Ver, 45, was arrested in February while attending a crypto conference in Barcelona. He is facing allegations of evading over $48 million in taxes and filing a false tax return.
Bitcoin Jesus Claims His Arrest Was Politically Driven
The charges are based on the sale of $240 million worth of cryptocurrencies and an “exit tax” linked to Ver’s renunciation of US citizenship in 2014. Prosecutors are seeking his extradition from Spain, where he awaits a court decision.
According to Bloomberg reports, Ver’s legal team has dismissed the indictment as politically motivated. They claim it represents the Biden administration’s heavy-handed approach to cryptocurrency enforcement.
His lawyers argue the charges are part of a broader effort to regulate the sector through enforcement rather than clear policy measures.

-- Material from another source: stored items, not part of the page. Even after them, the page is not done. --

//! Per-example classification and the no-sample-log fallback.
//!
//! The classifier turns one sample-log record into a closed tri-state
//! verdict. Every downstream consumer branches over [`Verdict`] instead
//! of re-deriving validity from raw fields, which is what separates a
//! genuinely wrong answer from a response the extraction filter could
//! not parse at all.

use std::fs::File;
use std::io::{BufRead, BufReader};
use std::path::Path;

use serde_json::Value;

use crate::aggregate::TaskStats;
use crate::artifacts::SampleRecord;
use crate::error::Result;

/// Outcome of classifying one evaluated example.
#[derive(Debug, Clone, Copy, PartialEq, Eq, Hash)]
pub enum Verdict {
    /// Extraction succeeded and the answer matched.
    Correct,
    /// Extraction succeeded but the answer did not match.
    Wrong,
    /// The extraction filter produced nothing usable; the example
    /// cannot be scored as wrong, only as unscorable.
    Invalid,
}

/// Classify one sample record.
///
/// Invalid is checked before correctness: an empty extraction with
/// `exact_match = 1.0` is still Invalid. A record that passes the
/// Invalid check but has no `exact_match` field counts as Wrong, never
/// Correct. Correct requires the exact-match score to equal 1.0
/// exactly; it is a match indicator, not a graded score.
#[must_use]
pub fn classify(record: &SampleRecord) -> Verdict {
    if extraction_is_empty(record.filtered_resps.as_ref()) {
        return Verdict::Invalid;
    }
    match record.exact_match {
        Some(score) if score == 1.0 => Verdict::Correct,
        _ => Verdict::Wrong,
    }
}

/// Whether the filter's output contains no usable answer.
///
/// The filter emits one entry per repeat; only the first is inspected.
/// Missing field, `null`, an empty list, and an empty or
/// whitespace-only string all count as empty.
fn extraction_is_empty(filtered_resps: Option<&Value>) -> bool {
    let value = match filtered_resps {
        None => return true,
        Some(v) => v,
    };
    match value {
        Value::Null => true,
        Value::String(s) => s.trim().is_empty(),
        Value::Array(entries) => match entries.first() {
            None => true,
            Some(Value::Null) => true,
            Some(Value::String(s)) => s.trim().is_empty(),
            Some(Value::Array(inner)) => inner.is_empty(),
            Some(_) => false,
        },
        _ => false,
    }
}

/// Classify every line of a sample log into task counters.
///
/// Malformed lines are skipped without counting: log corruption is
/// tolerated best-effort and must not inflate totals.
pub fn classify_log(path: &Path) -> Result<TaskStats> {
    let file = File::open(path)?;
    let reader = BufReader::new(file);

    let mut stats = TaskStats::default();
    for line in reader.lines() {
        let line = line?;
        if line.trim().is_empty() {
            continue;
        }
        match serde_json::from_str::<SampleRecord>(&line) {
            Ok(record) => stats.add(classify(&record)),
            Err(_) => continue,
        }
    }
    Ok(stats)
}

/// Reconstruct approximate counters from the published metric when no
/// sample log exists.
///
/// Without per-sample data there is no way to recover which responses
/// were unparsable, so the estimate assumes zero invalids. Callers must
/// carry the estimated marker through to the report; fallback-derived
/// rows are not as trustworthy as log-derived ones.
#[must_use]
pub fn estimate_stats(metric_value: f64, effective_samples: u64) -> TaskStats {
    let correct = ((metric_value * effective_samples as f64).round() as u64)
        .min(effective_samples);
    TaskStats {
        correct,
        wrong: effective_samples - correct,
        invalid: 0,
    }
}

#[cfg(test)]
mod tests {
    use super::*;
    use serde_json::json;

    fn record(filtered_resps: Option<Value>, exact_match: Option<f64>) -> SampleRecord {
        SampleRecord {
            filtered_resps,
            exact_match,
        }
    }

    #[test]
    fn test_correct_and_wrong() {
        let r = record(Some(json!(["Paris"])), Some(1.0));
        assert_eq!(classify(&r), Verdict::Correct);

        let r = record(Some(json!(["Paris"])), Some(0.0));
        assert_eq!(classify(&r), Verdict::Wrong);
    }

    #[test]
    fn test_empty_extraction_is_invalid_regardless_of_score() {
        for resps in [
            None,
            Some(json!(null)),
            Some(json!([])),
            Some(json!([null])),
            Some(json!([""])),
            Some(json!(["   "])),
            Some(json!([[]])),
        ] {
            let r = record(resps.clone(), Some(1.0));
            assert_eq!(classify(&r), Verdict::Invalid, "resps: {:?}", resps);
        }
    }

    #[test]
    fn test_missing_exact_match_defaults_to_wrong() {
        let r = record(Some(json!(["42"])), None);
        assert_eq!(classify(&r), Verdict::Wrong);
    }

    #[test]
    fn test_partial_credit_is_not_correct() {
        // Strict equality with 1.0, not a threshold.
        let r = record(Some(json!(["almost"])), Some(0.999));
        assert_eq!(classify(&r), Verdict::Wrong);
    }

    #[test]
    fn test_bare_string_extraction() {
        let r = record(Some(json!("Paris")), Some(1.0));
        assert_eq!(classify(&r), Verdict::Correct);
    }

    #[test]
    fn test_estimate_rounds_and_assumes_no_invalids() {
        let stats = estimate_stats(0.6, 10);
        assert_eq!(stats.correct, 6);
        assert_eq!(stats.wrong, 4);
        assert_eq!(stats.invalid, 0);
    }

    #[test]
    fn test_estimate_clamps_out_of_range_metric() {
        let stats = estimate_stats(1.2, 10);
        assert_eq!(stats.correct, 10);
        assert_eq!(stats.wrong, 0);
    }

    #[test]
    fn test_estimate_zero_samples() {
        let stats = estimate_stats(0.5, 0);
        assert_eq!(stats.total(), 0);
    }

    #[test]
    fn test_classify_log_skips_malformed_lines() {
        use std::io::Write;

        let mut file = tempfile::NamedTempFile::new().unwrap();
        writeln!(file, r#"{{"filtered_resps": ["a"], "exact_match": 1.0}}"#).unwrap();
        writeln!(file, "not json at all").unwrap();
        writeln!(file, r#"{{"filtered_resps": [""], "exact_match": 1.0}}"#).unwrap();
        writeln!(file, r#"{{"filtered_resps": ["b"], "exact_match": 0.0}}"#).unwrap();
        writeln!(file).unwrap();

        let stats = classify_log(file.path()).unwrap();
        assert_eq!(stats.correct, 1);
        assert_eq!(stats.wrong, 1);
        assert_eq!(stats.invalid, 1);
        // Malformed and blank lines contribute nothing.
        assert_eq!(stats.total(), 3);
    }
}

Meanwhile, the case has drawn widespread attention in the cryptocurrency industry. Critics are accusing the US government of targeting high-profile crypto figures to set an example.
“His crime? He didn’t commit one, but that doesn’t matter in the age of American Lawfare. What Roger did do was promote a revolutionary decentralizing technology that radically empowers citizens,” popular author Bret Weinstein wrote on X (Formerly Twitter)

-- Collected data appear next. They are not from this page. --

//! [`Evaluator`] implementation over a loaded evaluator module.
#![allow(unsafe_code)]

use std::ffi::CString;
use std::path::{Path, PathBuf};

use sifkit_evaluator::{
    ConstraintBuffers, Dimensions, Evaluator, EvaluatorError, NativeReport, NativeStatus,
    Ordering, ProblemKind, ProblemNames, VariableBuffers,
};

use crate::ffi::{
    BUFFER_UNIT, CutestLibrary, DATA_UNIT, Integer, NAME_WIDTH, OUTPUT_UNIT, Real, split_names,
    to_count, to_integer, to_zero_based,
};

/// Evaluator backed by a dynamically loaded evaluator module.
///
/// Index buffers are converted between the one-based native convention
/// and zero-based Rust indices on every call.
#[derive(Debug)]
pub struct NativeEvaluator {
    library: Option<CutestLibrary>,
    path: PathBuf,
    dims: Dimensions,
    index_rows: Vec<Integer>,
    index_cols: Vec<Integer>,
    zeros: Vec<Real>,
    gradient: Vec<Real>,
}

fn loaded<'a>(
    library: &'a Option<CutestLibrary>,
    path: &Path,
) -> Result<&'a CutestLibrary, EvaluatorError> {
    library.as_ref().ok_or_else(|| EvaluatorError::LibraryLoad {
        path: path.display().to_string(),
        reason: "evaluator module has been unloaded".to_string(),
    })
}

fn check_len(operation: &'static str, expected: usize, got: usize) -> Result<(), EvaluatorError> {
    if expected == got {
        Ok(())
    } else {
        Err(EvaluatorError::DimensionMismatch {
            operation,
            expected,
            got,
        })
    }
}

fn prepare_indices(buffer: &mut Vec<Integer>, len: usize) -> &mut [Integer] {
    buffer.clear();
    buffer.resize(len, 0);
    buffer.as_mut_slice()
}

impl NativeEvaluator {
    /// Load the evaluator module at `path`.
    pub fn load(path: &Path) -> Result<Self, EvaluatorError> {
        let library = CutestLibrary::load(path)?;
        tracing::debug!(
            component = "native",
            operation = "load",
            status = "success",
            path = %path.display(),
            "Loaded evaluator module"
        );
        Ok(Self {
            library: Some(library),
            path: path.to_path_buf(),
            dims: Dimensions { nvar: 0, ncon: 0 },
            index_rows: Vec::new(),
            index_cols: Vec::new(),
            zeros: Vec::new(),
            gradient: Vec::new(),
        })
    }

    pub fn path(&self) -> &Path {
        &self.path
    }

    pub fn is_loaded(&self) -> bool {
        self.library.is_some()
    }

    /// Multipliers passed when the Hessian of the objective alone is wanted.
    fn zero_multipliers(&mut self) {
        self.zeros.clear();
        self.zeros.resize(self.dims.ncon, 0.0);
    }
}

Ver has been a vocal critic of US crypto regulation. He has long advocated for decentralized financial systems and the adoption of Bitcoin as a global currency.
However, the government has successfully prosecuted several high-profile crypto figures over the past year. Earlier today, former Celsius CEO Alex Mashinsky pled guilty to multiple fraud charges.
The government has also successfully prosecuted all major affiliates of Sam Bankman-Fried linked to the FTX collapse.
A Legacy in Bitcoin
Nicknamed “Bitcoin Jesus,” Ver was among the first to promote Bitcoin when its value was less than $1. He would often give away BTC to followers to encourage adoption. He has also invested in leading crypto companies such as Ripple Labs, BitPay, and Kraken.
Born in the US, Ver moved to Japan in 2006 and became a citizen of Saint Kitts and Nevis in 2014 after renouncing his American citizenship.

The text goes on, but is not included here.